Dealing with counsel can be stressful for practitioners, but there are easy ways for lawyers to make the most of their relationship with a barrister, Kate Richardson SC says.
Kate Richardson SC of Banco Chambers has offered some sage advice about how lawyers can cultivate a better working relationship with barristers.
Speaking at a seminar on litigation in practice, Ms Richardson said that the lawyer-barrister dynamic often suffers when things are unclear. According to the Sydney silk, lack of clarity about what is required is one of the top five annoyances that barristers have when dealing with solicitors.
Ms Richardson offered two tips for overcoming mismatched expectations on a matter: clearly identify key dates – agree to a timetable as soon as possible; and ensure that instructions clearly state what is required of counsel.
“In terms of advisory work, for a client in both litigation and commercial non-litigation, key dates are important,” Ms Richardson said.
“In terms of clarifying the role of counsel at the outset of a matter, make the barrister aware of what product is required. If you want advice on a topic, be really clear about whether you want written advice or oral advice,” she said.
She added that the choice to request written or oral advice should rely on different factors. Cost is one of those considerations, because written advice is a more time-intensive process.
Ms Richardson suggested that in some cases, obtaining expert advice from a barrister in writing may help focus their views, sooner. However, she said that this needed to be balanced against whether it is a cost the client has to incur or not.
“One benefit of a written advice is that it will force the barrister early on to really focus on the matter and commit themselves in writing to their views, so you may get attention and focus out of a barrister earlier on through written advice,” Ms Richardson said.
“But you do need to be clear, otherwise a barrister may go off and do written advice and incur costs that are really not what the client wanted anyway,” she said.
Other things lawyers should think about when being clear in conveying the role they want a barrister to take on in a matter is the extent a barrister needs to be involved in preparation of evidence and whether counsel will be appearing for directions hearings or notice of motions. Ms Richardson said that she has seen a trend in recent times of more solicitors running directions hearings themselves.
Sharing insights about what makes a winning recipe for briefing and instructing a barrister, Ms Richardson began with memorandums.
Unnecessarily "voluminous memorandums", usually provided by big law firms rarely assist the barrister in working on a matter, Ms Richardson said. The silk said that in many cases, preparing large and detail-rich memorandums, when they have not been asked for, can be a waste of client money.
“This can be a problem in big law firms,” Ms Richardson said.

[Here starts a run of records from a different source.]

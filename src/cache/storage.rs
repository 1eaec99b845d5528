//! # CacheStorage: the authoritative set of named caches.
//!
//! ## Rules
//! - `open(name)` creates the cache on first use; concurrent opens of the same
//!   name observe one instance (creation happens under the write lock).
//! - `keys()` and `match_any()` follow creation order.
//! - `delete(name)` removes, purges and disposes the cache; `false` if absent.
//!   Disposal runs even when the purge failed; the first error is reported.
//! - `dispose()` disposes every cache exactly once and waits for all of them;
//!   calling it again is a no-op. After disposal every operation fails with
//!   `InvalidState`.

use std::sync::Arc;
use std::sync::atomic::{AtomicBool, Ordering};

use async_trait::async_trait;
use futures::future::join_all;
use indexmap::IndexMap;
use tokio::sync::RwLock;
use tracing::{debug, warn};

use crate::error::RuntimeError;
use crate::events::{Bus, RuntimeEvent, RuntimeEventKind};
use crate::http::{Request, Response};

use super::api::{CacheApi, CacheHandle, CacheStorageApi};
use super::backend::{FetchRef, NoNetwork};
use super::factory::FactoryRef;
use super::key::MatchOptions;
use super::local::Cache;

/// Local cache storage; the owner side of the relayed shape.
pub struct CacheStorage {
    caches: RwLock<IndexMap<String, Arc<Cache>>>,
    factory: FactoryRef,
    fetch: FetchRef,
    bus: Option<Bus>,
    disposed: AtomicBool,
}

impl std::fmt::Debug for CacheStorage {
    fn fmt(&self, f: &mut std::fmt::Formatter<'_>) -> std::fmt::Result {
        f.debug_struct("CacheStorage")
            .field("backend", &self.factory.kind())
            .field("disposed", &self.is_disposed())
            .finish()
    }
}

impl CacheStorage {
    /// Storage creating backends through `factory`, with no network.
    pub fn new(factory: FactoryRef) -> Self {
        Self {
            caches: RwLock::new(IndexMap::new()),
            factory,
            fetch: Arc::new(NoNetwork),
            bus: None,
            disposed: AtomicBool::new(false),
        }
    }

    /// Uses `fetch` for `add`/`add_all`.
    pub fn with_fetch(mut self, fetch: FetchRef) -> Self {
        self.fetch = fetch;
        self
    }

    /// Publishes `CacheOpened`/`CacheDeleted` on `bus`.
    pub fn with_bus(mut self, bus: Bus) -> Self {
        self.bus = Some(bus);
        self
    }

    /// True once [`dispose`](Self::dispose) ran.
    pub fn is_disposed(&self) -> bool {
        self.disposed.load(Ordering::Acquire)
    }

    /// Opens `name` and returns the concrete cache instance.
    pub async fn open_cache(&self, name: &str) -> Result<Arc<Cache>, RuntimeError> {
        self.ensure_live()?;
        if let Some(cache) = self.caches.read().await.get(name) {
            return Ok(Arc::clone(cache));
        }

        let mut caches = self.caches.write().await;
        self.ensure_live()?;
        if let Some(cache) = caches.get(name) {
            return Ok(Arc::clone(cache));
        }
        let backend = self.factory.create(name)?;
        let cache = Arc::new(Cache::new(name, backend, Arc::clone(&self.fetch)));
        caches.insert(name.to_string(), Arc::clone(&cache));
        drop(caches);

        debug!(cache = name, backend = self.factory.kind(), "cache opened");
        self.publish(RuntimeEventKind::CacheOpened, name);
        Ok(cache)
    }

    /// Disposes every cache and waits for all disposals. Idempotent.
    ///
    /// # Errors
    /// The first backend disposal error, after every disposal finished.
    pub async fn dispose(&self) -> Result<(), RuntimeError> {
        if self.disposed.swap(true, Ordering::AcqRel) {
            return Ok(());
        }
        let caches: Vec<Arc<Cache>> = self.caches.write().await.drain(..).map(|(_, c)| c).collect();
        let results = join_all(caches.iter().map(|c| c.dispose())).await;

        let mut first_err = None;
        for (cache, result) in caches.iter().zip(results) {
            if let Err(e) = result {
                warn!(cache = cache.name(), error = %e, "cache disposal failed");
                first_err.get_or_insert(e);
            }
        }
        debug!(caches = caches.len(), "cache storage disposed");
        first_err.map_or(Ok(()), Err)
    }

    fn ensure_live(&self) -> Result<(), RuntimeError> {
        if self.is_disposed() {
            return Err(RuntimeError::invalid_state("cache storage is disposed"));
        }
        Ok(())
    }

    fn publish(&self, kind: RuntimeEventKind, name: &str) {
        if let Some(bus) = &self.bus {
            bus.publish(RuntimeEvent::new(kind).with_cache(name));
        }
    }
}

#[async_trait]
impl CacheStorageApi for CacheStorage {
    async fn open(&self, name: &str) -> Result<CacheHandle, RuntimeError> {
        let cache: CacheHandle = self.open_cache(name).await?;
        Ok(cache)
    }

    async fn has(&self, name: &str) -> Result<bool, RuntimeError> {
        self.ensure_live()?;
        Ok(self.caches.read().await.contains_key(name))
    }

    async fn delete(&self, name: &str) -> Result<bool, RuntimeError> {
        self.ensure_live()?;
        let Some(cache) = self.caches.write().await.shift_remove(name) else {
            return Ok(false);
        };
        let purged = cache.purge().await;
        let disposed = cache.dispose().await;
        debug!(cache = name, "cache deleted");
        self.publish(RuntimeEventKind::CacheDeleted, name);
        purged?;
        disposed?;
        Ok(true)
    }

    async fn keys(&self) -> Result<Vec<String>, RuntimeError> {
        self.ensure_live()?;
        Ok(self.caches.read().await.keys().cloned().collect())
    }

    async fn match_any(
        &self,
        request: &Request,
        opts: MatchOptions,
    ) -> Result<Option<Response>, RuntimeError> {
        self.ensure_live()?;
        let candidates: Vec<Arc<Cache>> = {
            let caches = self.caches.read().await;
            match &opts.cache_name {
                Some(name) => caches.get(name).cloned().into_iter().collect(),
                None => caches.values().cloned().collect(),
            }
        };
        for cache in candidates {
            if let Some(hit) = cache.match_one(request, opts.clone()).await? {
                return Ok(Some(hit));
            }
        }
        Ok(None)
    }
}

#[cfg(test)]
mod tests {
    use std::sync::atomic::AtomicUsize;

    use super::*;
    use crate::cache::{BackendFactory, CacheBackend, MemoryBackend, MemoryFactory};

    fn storage() -> Arc<CacheStorage> {
        Arc::new(CacheStorage::new(Arc::new(MemoryFactory)))
    }

    #[tokio::test(flavor = "multi_thread", worker_threads = 4)]
    async fn concurrent_opens_yield_one_instance() {
        let s = storage();
        let handles: Vec<_> = (0..16)
            .map(|_| {
                let s = Arc::clone(&s);
                tokio::spawn(async move { s.open_cache("v1").await })
            })
            .collect();

        let mut opened = Vec::new();
        for h in handles {
            opened.push(h.await.expect("join").expect("open"));
        }
        assert!(opened.windows(2).all(|w| Arc::ptr_eq(&w[0], &w[1])));
        assert_eq!(s.keys().await.expect("keys"), vec!["v1".to_string()]);
    }

    #[tokio::test]
    async fn delete_disposes_and_reports_existence() {
        let s = storage();
        assert!(!s.delete("never").await.expect("delete"));

        let v1 = s.open_cache("v1").await.expect("open");
        assert!(s.delete("v1").await.expect("delete"));
        assert!(v1.is_disposed());
        assert!(!s.has("v1").await.expect("has"));

        let again = s.open_cache("v1").await.expect("reopen");
        assert!(!Arc::ptr_eq(&v1, &again));
    }

    struct FullDisk {
        inner: MemoryBackend,
        disposals: Arc<AtomicUsize>,
    }

    #[async_trait]
    impl CacheBackend for FullDisk {
        async fn match_all(
            &self,
            request: Option<&Request>,
            opts: &MatchOptions,
        ) -> Result<Vec<Response>, RuntimeError> {
            self.inner.match_all(request, opts).await
        }

        async fn put(&self, request: Request, response: Response) -> Result<(), RuntimeError> {
            self.inner.put(request, response).await
        }

        async fn delete(&self, request: &Request, opts: &MatchOptions) -> Result<bool, RuntimeError> {
            self.inner.delete(request, opts).await
        }

        async fn keys(
            &self,
            request: Option<&Request>,
            opts: &MatchOptions,
        ) -> Result<Vec<Request>, RuntimeError> {
            self.inner.keys(request, opts).await
        }

        async fn purge(&self) -> Result<(), RuntimeError> {
            Err(RuntimeError::storage("disk full"))
        }

        async fn dispose(&self) -> Result<(), RuntimeError> {
            self.disposals.fetch_add(1, Ordering::SeqCst);
            Ok(())
        }
    }

    struct FullDiskFactory(Arc<AtomicUsize>);

    impl BackendFactory for FullDiskFactory {
        fn kind(&self) -> &'static str {
            "full-disk"
        }

        fn create(&self, _name: &str) -> Result<Arc<dyn CacheBackend>, RuntimeError> {
            Ok(Arc::new(FullDisk {
                inner: MemoryBackend::new(),
                disposals: Arc::clone(&self.0),
            }))
        }
    }

    #[tokio::test]
    async fn failed_purge_still_disposes_the_deleted_cache() {
        let disposals = Arc::new(AtomicUsize::new(0));
        let s = CacheStorage::new(Arc::new(FullDiskFactory(Arc::clone(&disposals))));
        let v1 = s.open_cache("v1").await.expect("open");

        let err = s.delete("v1").await.expect_err("purge fails");
        assert_eq!(err.as_label(), "storage");
        assert!(err.to_string().contains("disk full"));
        assert_eq!(disposals.load(Ordering::SeqCst), 1);
        assert!(v1.is_disposed());
        assert!(!s.has("v1").await.expect("has"));

        s.dispose().await.expect("dispose storage");
        assert_eq!(disposals.load(Ordering::SeqCst), 1);
    }

    #[tokio::test]
    async fn match_any_searches_in_creation_order() {
        let s = storage();
        let a = s.open("a").await.expect("open a");
        let b = s.open("b").await.expect("open b");
        let req = Request::get("https://app.test/x");
        b.put(req.clone(), Response::ok("from b")).await.expect("put b");
        a.put(req.clone(), Response::ok("from a")).await.expect("put a");

        let hit = s.match_any(&req, MatchOptions::default()).await.expect("match");
        assert_eq!(hit.map(|r| r.text()), Some("from a".to_string()));

        let only_b = MatchOptions {
            cache_name: Some("b".into()),
            ..MatchOptions::default()
        };
        let hit = s.match_any(&req, only_b).await.expect("match b");
        assert_eq!(hit.map(|r| r.text()), Some("from b".to_string()));
        assert_eq!(s.keys().await.expect("keys"), vec!["a", "b"]);
    }

    #[tokio::test]
    async fn dispose_twice_is_not_an_error() {
        let s = storage();
        let v1 = s.open_cache("v1").await.expect("open");
        s.dispose().await.expect("dispose");
        s.dispose().await.expect("dispose again");
        assert!(v1.is_disposed());
        assert_eq!(
            s.open("v2").await.err().map(|e| e.as_label()),
            Some("invalid_state")
        );
    }
}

“Sometimes I get a memorandum […] and I just think, ‘How much did that cost the client?’ That is not of really much assistance, and it makes me feel sick what fees are being generated.
“Particularly if I am briefed by a big law firm, I say ‘Do not write anything unless I say I’d really want something on this aspect of privilege’, for example, and then they’ll get an army of young, clever people to go off and write something on it. I wouldn’t be generating that kind of stuff at unnecessary cost,” she said.
Other things to avoid when engaging with counsel include calling chambers off the hook instead of corresponding by email; phoning the silk rather than a junior on a matter; and sending dense documents by email.
Ms Richardson advised that the best way to approach preparation of a brief is to consider the kind of matter and the particular preference of a barrister – every case is different and may require its own approach. For example, how a lawyer collates the order that documents appear in a brief, be it in chronological or topic-base order, will depend on the type of matter.
“Normally if it’s litigation, you will want the pleadings and particulars up the front, court orders, key correspondence together – your evidence, the other side’s evidence, subpoenaed documents – just so it’s made in a sequential, logical order,” Ms Richardson said.
“But in a lot of other matters, [such as] work in health matters which deal with hospital or clinical notes, it really doesn’t make sense to have things in chronological order because you should have doctor’s notes in one section and then clinical notes, and then you have expert reports – things are done in effect by topic or source of documents,” she said.
When preparing a brief, Ms Richardson said lawyers should identify the following things for counsel:
- Key dates
- Key questions upon which the client requires legal advice
- Commercial issues likely to influence the client’s preferred approach
- A summary of the key legal research and conclusions that have been reached so far
Ultimately, it is clear communication that will help put a barrister and a lawyer on the same page.
Ms Richardson acknowledged that while there are some barristers who can be difficult to deal with, lawyers who are engaged and proactive in the process do help achieve the best outcome for a client.
“If it’s a voluminous brief, it’s probably worth talking to the barrister and asking them about the order they want things in,” she said.
Ms Richardson’s talk was given last month as part of the Salvos Legal Lecture Series. Other guest speakers at the 11 March seminar included barristers David Pritchard SC, Kate Williams SC, forensic psychologist Amanda White, and the director of Forensic Document Service Michelle Novotny.
L-R: David Pritchard SC, Luke Geary and Kate Richardson SC at the Salvos Legal lecture series. Photo courtesy Rocco Rinaldo.